● WORK INSTRUCTIONS:
From the material below, pull each line containing the string "then".

[Opening RECORDS PROVIDED section]

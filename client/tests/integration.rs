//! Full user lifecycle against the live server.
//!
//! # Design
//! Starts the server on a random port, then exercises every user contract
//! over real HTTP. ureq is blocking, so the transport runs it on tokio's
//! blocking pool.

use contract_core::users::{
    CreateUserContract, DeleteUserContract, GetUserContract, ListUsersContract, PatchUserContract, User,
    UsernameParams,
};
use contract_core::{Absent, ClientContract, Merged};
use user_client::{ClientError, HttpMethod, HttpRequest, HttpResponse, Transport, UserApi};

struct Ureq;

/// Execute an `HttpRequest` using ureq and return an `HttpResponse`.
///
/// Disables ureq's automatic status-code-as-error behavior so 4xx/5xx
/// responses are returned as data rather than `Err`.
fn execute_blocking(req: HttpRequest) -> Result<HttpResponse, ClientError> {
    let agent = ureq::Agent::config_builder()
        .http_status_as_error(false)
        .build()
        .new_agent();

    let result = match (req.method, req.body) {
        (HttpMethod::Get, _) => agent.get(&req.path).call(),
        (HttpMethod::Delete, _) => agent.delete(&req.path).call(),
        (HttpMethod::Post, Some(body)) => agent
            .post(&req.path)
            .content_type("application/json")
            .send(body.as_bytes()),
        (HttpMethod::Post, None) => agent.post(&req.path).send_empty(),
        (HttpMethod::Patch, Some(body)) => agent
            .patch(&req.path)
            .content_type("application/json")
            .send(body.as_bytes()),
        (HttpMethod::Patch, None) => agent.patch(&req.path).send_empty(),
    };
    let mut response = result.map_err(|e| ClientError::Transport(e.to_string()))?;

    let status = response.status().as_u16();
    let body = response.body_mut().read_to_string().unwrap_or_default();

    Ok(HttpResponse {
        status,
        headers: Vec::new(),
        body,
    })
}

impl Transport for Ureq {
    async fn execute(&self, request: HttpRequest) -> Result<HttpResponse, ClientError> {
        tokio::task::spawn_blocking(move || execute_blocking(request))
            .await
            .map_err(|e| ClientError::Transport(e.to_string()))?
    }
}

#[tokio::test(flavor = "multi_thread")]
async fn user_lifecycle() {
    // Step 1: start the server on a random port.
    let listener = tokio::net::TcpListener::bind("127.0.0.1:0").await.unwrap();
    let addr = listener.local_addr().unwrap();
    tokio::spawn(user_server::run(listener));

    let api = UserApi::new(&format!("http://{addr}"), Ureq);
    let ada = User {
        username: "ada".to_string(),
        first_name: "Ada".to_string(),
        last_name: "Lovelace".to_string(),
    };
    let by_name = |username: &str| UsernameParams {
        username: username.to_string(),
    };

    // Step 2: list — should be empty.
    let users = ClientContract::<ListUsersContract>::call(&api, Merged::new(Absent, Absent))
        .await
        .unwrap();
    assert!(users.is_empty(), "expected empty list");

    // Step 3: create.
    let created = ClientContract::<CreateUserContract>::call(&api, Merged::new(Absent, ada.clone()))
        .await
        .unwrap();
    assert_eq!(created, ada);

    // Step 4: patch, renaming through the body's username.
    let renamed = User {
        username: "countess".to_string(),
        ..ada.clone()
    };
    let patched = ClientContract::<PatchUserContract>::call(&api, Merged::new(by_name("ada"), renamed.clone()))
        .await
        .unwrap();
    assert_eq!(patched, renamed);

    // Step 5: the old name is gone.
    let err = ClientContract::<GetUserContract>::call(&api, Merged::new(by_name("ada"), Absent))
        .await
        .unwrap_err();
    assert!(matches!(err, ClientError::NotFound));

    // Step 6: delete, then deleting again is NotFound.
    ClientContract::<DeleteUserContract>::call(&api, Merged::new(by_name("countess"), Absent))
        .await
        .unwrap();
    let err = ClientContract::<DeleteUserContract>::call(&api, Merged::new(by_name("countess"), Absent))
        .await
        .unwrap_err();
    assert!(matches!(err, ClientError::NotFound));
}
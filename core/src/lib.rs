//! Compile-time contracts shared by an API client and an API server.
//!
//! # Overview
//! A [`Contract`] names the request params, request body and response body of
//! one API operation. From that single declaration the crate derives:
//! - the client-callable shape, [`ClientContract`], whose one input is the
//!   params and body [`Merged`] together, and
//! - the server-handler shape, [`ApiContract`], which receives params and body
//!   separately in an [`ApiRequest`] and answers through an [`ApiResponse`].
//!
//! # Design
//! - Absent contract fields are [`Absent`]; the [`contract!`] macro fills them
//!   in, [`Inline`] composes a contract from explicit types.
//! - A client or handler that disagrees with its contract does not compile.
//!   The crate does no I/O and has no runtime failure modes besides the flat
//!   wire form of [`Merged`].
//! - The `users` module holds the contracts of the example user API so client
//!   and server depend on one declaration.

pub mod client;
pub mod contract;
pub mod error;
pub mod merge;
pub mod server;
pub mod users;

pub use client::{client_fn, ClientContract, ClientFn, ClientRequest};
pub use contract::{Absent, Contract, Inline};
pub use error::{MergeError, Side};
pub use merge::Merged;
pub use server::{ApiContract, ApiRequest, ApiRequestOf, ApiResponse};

[Closing RECORDS PROVIDED section]

● REPLY:
//! Starts the server on a random port, then exercises every user contract
    // Step 6: delete, then deleting again is NotFound.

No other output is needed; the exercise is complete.